- **Prompt**: Each line containing the string "Validation" should be copied out of the entries.

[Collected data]
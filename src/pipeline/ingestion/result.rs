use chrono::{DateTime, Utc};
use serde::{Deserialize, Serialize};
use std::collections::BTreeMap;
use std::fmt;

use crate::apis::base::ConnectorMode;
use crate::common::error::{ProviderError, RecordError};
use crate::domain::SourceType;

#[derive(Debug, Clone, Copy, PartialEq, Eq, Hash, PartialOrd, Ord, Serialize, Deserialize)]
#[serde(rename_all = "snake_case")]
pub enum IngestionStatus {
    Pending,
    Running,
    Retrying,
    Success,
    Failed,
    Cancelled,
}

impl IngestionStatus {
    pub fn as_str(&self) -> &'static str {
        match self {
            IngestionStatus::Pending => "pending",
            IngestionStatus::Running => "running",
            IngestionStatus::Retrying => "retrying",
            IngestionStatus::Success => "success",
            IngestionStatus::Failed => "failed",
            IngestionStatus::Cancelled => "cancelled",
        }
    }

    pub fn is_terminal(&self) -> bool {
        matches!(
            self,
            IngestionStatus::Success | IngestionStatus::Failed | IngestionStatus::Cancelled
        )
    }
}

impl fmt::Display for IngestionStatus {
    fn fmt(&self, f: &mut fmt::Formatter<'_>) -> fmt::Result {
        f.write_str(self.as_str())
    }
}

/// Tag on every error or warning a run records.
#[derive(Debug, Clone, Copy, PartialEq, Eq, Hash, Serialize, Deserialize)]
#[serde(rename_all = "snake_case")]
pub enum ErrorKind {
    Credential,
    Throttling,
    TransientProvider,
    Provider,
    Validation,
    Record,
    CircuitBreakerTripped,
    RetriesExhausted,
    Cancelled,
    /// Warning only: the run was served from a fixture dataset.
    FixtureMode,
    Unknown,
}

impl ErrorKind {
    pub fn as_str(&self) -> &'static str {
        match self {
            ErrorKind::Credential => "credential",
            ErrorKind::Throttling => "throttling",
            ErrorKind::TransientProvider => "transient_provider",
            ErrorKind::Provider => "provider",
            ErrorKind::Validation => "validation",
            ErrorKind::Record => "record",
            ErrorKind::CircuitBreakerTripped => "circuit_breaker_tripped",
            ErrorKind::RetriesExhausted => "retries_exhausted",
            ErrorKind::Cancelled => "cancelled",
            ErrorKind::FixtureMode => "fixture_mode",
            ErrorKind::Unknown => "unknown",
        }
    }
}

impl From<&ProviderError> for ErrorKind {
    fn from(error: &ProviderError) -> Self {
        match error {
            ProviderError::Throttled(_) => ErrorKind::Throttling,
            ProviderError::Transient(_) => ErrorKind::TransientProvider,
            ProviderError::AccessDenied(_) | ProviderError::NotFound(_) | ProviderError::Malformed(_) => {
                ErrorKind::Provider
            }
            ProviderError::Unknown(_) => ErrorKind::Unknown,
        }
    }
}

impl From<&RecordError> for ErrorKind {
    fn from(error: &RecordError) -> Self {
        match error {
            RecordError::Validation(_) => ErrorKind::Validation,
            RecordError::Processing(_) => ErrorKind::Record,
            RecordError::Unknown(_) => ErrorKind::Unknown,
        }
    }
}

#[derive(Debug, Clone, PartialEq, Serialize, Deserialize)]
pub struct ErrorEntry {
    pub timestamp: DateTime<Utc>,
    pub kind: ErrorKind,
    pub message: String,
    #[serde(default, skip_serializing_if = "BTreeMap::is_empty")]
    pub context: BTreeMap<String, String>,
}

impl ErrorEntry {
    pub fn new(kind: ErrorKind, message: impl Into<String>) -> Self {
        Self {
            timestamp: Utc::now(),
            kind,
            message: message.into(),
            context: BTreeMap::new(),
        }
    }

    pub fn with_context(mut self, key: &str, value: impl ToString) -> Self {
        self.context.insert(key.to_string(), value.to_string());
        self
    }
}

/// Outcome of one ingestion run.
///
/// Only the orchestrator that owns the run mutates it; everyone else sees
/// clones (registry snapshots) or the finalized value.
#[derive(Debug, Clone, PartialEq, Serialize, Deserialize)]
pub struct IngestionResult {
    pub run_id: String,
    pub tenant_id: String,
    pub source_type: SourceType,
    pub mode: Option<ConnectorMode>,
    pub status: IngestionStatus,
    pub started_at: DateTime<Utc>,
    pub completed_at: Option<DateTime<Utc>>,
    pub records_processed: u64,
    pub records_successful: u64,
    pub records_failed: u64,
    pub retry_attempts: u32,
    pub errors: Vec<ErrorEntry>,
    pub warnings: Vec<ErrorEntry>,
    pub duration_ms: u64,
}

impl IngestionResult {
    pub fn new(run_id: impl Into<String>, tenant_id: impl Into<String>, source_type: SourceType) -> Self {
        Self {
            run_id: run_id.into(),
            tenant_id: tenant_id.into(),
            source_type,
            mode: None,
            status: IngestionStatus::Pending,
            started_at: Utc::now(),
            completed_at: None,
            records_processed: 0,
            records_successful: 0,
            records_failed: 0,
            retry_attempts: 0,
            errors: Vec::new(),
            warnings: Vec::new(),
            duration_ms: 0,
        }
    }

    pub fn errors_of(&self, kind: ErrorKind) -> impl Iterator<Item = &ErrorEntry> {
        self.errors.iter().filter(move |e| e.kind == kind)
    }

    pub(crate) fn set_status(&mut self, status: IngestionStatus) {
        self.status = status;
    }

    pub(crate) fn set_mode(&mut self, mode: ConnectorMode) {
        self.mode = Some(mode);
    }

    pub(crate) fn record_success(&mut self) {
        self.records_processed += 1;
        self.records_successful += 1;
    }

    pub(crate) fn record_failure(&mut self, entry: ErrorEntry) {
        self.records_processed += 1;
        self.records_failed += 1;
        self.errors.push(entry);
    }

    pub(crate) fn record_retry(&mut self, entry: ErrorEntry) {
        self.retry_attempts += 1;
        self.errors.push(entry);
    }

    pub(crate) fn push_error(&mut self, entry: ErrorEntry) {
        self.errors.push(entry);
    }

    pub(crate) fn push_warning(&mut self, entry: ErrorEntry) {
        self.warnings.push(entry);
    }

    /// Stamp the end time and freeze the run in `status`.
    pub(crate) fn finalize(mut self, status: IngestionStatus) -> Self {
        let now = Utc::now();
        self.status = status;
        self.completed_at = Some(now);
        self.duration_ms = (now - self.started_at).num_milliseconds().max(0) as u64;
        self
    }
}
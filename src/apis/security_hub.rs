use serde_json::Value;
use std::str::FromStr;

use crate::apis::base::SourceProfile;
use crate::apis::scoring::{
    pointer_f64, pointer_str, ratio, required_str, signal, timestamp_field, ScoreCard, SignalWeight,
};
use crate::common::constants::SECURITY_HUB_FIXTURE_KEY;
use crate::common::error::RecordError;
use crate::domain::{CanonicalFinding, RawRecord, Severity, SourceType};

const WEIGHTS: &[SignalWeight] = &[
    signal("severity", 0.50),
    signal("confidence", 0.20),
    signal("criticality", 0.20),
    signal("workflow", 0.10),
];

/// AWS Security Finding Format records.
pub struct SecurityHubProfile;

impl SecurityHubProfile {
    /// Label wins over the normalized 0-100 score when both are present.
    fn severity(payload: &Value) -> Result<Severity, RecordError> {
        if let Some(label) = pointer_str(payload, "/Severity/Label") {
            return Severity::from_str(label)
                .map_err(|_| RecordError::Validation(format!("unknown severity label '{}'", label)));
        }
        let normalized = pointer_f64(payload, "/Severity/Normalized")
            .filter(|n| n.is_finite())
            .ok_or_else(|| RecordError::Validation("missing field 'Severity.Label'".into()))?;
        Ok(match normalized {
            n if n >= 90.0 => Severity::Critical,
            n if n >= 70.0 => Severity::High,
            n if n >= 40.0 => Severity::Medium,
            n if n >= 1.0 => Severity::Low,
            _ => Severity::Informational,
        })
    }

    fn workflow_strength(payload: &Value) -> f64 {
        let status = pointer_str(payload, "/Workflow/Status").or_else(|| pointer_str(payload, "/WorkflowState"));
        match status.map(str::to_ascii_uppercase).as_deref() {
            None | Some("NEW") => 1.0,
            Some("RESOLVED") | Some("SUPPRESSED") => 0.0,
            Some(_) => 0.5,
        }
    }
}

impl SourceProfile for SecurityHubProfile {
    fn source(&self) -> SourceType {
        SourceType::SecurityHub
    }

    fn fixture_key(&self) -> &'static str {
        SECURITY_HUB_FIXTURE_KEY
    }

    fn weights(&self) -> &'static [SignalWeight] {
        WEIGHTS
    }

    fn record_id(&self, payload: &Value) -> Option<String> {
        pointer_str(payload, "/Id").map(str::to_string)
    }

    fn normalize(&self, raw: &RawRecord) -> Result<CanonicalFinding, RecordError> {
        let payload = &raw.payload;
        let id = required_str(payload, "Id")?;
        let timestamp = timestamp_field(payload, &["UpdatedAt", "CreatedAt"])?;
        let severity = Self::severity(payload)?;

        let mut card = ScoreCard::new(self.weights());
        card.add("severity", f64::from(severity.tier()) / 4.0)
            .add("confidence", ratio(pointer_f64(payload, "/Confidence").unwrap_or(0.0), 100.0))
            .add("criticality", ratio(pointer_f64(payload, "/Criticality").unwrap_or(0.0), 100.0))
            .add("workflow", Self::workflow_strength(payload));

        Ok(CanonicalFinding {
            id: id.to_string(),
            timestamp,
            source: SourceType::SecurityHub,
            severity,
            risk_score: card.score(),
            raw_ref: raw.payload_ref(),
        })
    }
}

- **Task response**:
    Validation,
            ErrorKind::Validation => "validation",
            RecordError::Validation(_) => ErrorKind::Validation,
                .map_err(|_| RecordError::Validation(format!("unknown severity label '{}'", label)));
            .ok_or_else(|| RecordError::Validation("missing field 'Severity.Label'".into()))?;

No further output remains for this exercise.